** WHAT THE TASK REQUIRES **
Tally the lines of the data below that contain the string "banana". Give the tally and nothing else.

** SUPPLIED RECORDS **
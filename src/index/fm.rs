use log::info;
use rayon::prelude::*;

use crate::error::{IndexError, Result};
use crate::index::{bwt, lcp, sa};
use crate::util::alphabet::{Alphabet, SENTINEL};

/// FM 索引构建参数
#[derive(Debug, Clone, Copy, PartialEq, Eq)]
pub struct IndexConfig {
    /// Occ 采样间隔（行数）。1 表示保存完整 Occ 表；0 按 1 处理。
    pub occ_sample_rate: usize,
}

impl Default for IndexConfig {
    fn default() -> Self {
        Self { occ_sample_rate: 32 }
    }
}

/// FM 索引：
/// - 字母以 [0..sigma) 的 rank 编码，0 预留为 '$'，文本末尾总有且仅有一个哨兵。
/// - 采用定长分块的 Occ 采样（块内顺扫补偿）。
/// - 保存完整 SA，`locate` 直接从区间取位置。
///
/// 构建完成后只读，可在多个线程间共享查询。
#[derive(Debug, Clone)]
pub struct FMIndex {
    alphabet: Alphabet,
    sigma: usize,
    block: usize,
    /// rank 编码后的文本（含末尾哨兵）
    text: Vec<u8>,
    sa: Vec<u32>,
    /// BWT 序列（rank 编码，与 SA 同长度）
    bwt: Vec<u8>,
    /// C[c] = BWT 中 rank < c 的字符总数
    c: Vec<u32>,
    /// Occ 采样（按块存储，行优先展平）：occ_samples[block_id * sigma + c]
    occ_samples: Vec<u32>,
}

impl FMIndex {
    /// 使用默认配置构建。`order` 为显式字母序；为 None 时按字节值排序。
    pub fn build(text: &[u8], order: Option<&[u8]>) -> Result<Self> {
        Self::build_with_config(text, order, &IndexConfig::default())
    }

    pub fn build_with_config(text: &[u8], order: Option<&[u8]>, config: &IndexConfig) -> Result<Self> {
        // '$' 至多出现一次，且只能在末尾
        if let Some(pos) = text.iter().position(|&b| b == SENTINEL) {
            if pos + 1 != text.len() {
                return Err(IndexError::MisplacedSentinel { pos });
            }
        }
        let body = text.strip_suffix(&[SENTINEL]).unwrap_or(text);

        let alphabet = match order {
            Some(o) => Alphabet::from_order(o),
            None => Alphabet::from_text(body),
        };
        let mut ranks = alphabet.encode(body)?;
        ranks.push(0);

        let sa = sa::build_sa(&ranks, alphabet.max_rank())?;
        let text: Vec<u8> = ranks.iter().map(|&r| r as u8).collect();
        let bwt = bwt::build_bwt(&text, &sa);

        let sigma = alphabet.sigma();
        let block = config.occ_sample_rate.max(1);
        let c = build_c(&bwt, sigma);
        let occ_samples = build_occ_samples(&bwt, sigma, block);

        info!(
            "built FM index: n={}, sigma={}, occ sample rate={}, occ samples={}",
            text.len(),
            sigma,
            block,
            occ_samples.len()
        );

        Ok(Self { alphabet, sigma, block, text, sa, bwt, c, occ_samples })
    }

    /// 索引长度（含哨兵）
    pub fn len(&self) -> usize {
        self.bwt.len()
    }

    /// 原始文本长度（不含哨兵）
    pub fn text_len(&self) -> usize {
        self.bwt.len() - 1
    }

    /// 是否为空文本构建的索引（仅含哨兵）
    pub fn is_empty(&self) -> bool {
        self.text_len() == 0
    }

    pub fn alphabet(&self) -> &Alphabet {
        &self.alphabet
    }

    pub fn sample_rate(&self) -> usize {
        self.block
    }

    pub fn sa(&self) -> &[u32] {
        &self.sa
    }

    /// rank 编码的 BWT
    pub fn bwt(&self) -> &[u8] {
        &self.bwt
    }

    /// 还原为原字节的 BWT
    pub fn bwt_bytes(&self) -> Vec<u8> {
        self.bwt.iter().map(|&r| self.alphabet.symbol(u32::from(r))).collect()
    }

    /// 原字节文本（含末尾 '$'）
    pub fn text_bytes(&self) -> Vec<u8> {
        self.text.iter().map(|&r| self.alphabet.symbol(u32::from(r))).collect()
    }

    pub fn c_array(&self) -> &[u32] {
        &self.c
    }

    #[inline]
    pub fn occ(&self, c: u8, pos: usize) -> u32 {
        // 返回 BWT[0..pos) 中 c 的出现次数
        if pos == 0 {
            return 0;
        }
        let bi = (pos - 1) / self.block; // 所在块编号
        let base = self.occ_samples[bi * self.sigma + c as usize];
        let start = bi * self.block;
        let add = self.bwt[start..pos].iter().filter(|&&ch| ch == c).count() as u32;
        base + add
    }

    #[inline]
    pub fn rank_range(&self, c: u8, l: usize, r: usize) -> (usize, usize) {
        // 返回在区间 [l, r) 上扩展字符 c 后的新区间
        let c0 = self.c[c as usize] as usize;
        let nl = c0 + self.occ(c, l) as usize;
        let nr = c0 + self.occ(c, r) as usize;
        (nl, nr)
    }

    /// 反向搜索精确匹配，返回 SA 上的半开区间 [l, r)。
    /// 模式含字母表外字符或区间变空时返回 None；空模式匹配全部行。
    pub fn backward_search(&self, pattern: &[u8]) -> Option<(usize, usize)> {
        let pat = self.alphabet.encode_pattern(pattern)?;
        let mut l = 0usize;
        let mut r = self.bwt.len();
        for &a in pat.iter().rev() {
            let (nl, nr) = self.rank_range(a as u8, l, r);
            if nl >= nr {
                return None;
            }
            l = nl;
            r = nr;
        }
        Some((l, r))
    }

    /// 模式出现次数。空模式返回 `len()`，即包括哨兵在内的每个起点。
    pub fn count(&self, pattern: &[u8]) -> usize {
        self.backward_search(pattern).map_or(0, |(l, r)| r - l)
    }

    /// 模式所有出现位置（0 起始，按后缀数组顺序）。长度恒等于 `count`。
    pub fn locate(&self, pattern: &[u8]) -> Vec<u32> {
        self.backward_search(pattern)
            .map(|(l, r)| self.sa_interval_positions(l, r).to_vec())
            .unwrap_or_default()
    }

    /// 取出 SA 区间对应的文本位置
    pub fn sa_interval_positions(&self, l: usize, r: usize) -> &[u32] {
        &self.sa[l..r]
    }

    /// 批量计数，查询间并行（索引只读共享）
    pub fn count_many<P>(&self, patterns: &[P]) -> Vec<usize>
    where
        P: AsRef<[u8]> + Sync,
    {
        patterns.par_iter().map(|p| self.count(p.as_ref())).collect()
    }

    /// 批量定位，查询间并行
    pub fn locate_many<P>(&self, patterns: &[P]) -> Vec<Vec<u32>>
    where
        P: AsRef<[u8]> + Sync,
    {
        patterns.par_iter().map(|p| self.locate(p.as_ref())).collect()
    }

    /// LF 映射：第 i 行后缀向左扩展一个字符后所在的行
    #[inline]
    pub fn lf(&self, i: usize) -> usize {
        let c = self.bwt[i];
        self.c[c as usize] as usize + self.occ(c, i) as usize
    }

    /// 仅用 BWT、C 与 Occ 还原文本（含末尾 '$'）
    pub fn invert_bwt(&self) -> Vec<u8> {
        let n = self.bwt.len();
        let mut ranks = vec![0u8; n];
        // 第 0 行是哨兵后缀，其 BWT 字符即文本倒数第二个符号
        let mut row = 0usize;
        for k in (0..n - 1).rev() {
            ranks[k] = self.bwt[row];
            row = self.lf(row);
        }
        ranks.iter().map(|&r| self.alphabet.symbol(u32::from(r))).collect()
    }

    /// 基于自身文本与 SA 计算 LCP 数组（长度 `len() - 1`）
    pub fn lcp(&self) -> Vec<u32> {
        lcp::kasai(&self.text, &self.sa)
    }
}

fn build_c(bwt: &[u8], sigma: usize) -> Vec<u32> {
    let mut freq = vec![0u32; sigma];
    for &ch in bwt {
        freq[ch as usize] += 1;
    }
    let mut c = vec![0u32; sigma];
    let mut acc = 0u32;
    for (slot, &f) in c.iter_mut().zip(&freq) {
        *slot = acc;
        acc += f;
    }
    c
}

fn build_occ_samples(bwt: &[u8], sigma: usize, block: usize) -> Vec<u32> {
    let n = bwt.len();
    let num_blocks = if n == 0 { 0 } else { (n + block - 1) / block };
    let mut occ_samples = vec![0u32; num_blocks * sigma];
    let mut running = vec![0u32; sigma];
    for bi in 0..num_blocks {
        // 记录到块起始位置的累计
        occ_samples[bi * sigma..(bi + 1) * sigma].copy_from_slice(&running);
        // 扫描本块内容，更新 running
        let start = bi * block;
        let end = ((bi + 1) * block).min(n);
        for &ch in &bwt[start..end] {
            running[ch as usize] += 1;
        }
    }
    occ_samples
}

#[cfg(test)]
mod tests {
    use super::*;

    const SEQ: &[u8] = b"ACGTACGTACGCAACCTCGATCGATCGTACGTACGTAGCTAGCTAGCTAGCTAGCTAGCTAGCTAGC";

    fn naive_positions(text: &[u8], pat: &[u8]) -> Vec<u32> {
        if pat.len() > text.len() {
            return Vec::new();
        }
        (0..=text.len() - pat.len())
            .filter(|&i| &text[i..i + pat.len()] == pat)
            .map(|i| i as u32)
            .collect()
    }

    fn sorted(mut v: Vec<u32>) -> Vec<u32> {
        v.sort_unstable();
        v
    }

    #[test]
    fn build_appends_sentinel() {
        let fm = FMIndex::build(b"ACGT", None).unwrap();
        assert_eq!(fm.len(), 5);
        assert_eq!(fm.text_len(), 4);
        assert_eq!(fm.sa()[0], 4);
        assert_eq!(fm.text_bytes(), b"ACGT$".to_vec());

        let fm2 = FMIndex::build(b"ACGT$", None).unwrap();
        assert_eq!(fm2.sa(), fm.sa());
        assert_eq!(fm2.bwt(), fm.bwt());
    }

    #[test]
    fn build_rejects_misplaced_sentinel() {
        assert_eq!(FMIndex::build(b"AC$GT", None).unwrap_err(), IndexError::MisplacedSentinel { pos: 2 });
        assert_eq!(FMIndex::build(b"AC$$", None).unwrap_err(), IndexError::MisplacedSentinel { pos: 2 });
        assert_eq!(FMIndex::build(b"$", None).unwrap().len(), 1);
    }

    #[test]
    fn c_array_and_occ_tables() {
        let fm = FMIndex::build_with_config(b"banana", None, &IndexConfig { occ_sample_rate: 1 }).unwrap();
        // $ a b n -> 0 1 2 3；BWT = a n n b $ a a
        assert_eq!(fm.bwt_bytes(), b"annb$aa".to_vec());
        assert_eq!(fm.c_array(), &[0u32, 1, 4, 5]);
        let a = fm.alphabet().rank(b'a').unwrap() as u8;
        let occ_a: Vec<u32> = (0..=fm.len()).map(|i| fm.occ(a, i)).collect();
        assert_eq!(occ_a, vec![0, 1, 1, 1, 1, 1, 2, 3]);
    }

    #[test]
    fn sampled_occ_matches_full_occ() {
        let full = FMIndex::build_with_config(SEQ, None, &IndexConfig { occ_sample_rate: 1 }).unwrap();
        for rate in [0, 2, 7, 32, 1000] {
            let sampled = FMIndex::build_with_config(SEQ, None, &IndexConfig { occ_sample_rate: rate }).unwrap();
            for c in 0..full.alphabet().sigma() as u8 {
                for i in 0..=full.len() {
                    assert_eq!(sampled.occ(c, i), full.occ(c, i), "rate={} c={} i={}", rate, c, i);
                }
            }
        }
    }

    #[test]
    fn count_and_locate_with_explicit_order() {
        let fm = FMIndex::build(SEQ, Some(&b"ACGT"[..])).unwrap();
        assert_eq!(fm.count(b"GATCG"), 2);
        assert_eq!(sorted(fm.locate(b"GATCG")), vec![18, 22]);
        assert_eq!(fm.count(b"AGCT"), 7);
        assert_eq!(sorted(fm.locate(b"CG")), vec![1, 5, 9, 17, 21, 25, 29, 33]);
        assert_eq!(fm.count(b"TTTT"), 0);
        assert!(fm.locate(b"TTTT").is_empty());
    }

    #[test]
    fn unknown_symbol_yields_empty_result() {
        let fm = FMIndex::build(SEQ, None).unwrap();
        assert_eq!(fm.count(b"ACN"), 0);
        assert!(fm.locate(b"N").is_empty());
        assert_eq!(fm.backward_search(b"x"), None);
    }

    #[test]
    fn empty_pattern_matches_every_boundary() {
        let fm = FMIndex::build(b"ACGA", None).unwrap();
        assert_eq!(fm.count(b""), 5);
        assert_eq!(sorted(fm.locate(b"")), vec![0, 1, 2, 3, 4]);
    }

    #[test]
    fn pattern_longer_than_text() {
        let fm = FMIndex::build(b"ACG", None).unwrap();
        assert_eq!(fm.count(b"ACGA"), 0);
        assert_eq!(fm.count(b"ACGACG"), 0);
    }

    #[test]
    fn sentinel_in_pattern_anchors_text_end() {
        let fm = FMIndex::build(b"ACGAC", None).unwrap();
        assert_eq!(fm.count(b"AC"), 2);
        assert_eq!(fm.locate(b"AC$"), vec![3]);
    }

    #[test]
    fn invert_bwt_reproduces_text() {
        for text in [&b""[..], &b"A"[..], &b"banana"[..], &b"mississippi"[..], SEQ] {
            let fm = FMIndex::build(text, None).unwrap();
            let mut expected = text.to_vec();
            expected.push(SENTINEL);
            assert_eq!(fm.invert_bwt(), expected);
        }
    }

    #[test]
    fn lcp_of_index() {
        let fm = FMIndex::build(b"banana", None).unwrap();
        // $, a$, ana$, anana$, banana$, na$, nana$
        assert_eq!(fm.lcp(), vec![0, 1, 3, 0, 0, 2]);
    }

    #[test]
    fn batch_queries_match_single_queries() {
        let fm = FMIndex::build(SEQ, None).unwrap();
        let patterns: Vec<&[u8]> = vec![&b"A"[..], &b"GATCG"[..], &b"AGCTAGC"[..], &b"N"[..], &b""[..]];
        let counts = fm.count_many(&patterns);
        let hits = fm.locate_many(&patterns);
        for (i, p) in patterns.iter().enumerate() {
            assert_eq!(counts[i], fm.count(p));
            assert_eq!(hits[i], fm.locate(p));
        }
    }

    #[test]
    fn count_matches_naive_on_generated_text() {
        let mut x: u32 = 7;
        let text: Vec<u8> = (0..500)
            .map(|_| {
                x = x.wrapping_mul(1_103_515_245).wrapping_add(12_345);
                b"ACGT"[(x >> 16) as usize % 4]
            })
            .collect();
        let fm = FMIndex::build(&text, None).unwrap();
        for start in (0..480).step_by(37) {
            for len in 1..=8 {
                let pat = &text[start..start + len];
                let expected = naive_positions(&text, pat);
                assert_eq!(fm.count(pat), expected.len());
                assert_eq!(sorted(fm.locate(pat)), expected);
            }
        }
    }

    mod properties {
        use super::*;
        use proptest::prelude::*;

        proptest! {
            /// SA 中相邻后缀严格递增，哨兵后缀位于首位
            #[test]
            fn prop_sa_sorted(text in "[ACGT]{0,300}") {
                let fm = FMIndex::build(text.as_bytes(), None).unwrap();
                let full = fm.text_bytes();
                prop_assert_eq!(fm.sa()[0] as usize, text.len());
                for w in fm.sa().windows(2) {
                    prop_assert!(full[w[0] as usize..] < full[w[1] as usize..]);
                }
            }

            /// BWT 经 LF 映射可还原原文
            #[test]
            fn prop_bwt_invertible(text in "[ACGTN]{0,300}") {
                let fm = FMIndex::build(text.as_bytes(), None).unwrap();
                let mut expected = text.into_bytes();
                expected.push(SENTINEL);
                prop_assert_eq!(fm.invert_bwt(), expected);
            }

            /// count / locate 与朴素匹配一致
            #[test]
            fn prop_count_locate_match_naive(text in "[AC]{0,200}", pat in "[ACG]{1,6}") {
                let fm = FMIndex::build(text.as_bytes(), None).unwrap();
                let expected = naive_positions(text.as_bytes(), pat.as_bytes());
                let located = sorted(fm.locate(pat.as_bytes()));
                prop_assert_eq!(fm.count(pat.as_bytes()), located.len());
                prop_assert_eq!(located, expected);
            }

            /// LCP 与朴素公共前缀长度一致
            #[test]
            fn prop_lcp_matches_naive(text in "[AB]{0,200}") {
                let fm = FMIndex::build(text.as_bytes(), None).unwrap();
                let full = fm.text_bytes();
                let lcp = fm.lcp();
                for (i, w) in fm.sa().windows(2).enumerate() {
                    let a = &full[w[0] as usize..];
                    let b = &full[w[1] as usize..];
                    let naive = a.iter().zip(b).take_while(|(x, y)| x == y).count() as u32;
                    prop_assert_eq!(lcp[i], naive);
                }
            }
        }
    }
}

** REPLY **
4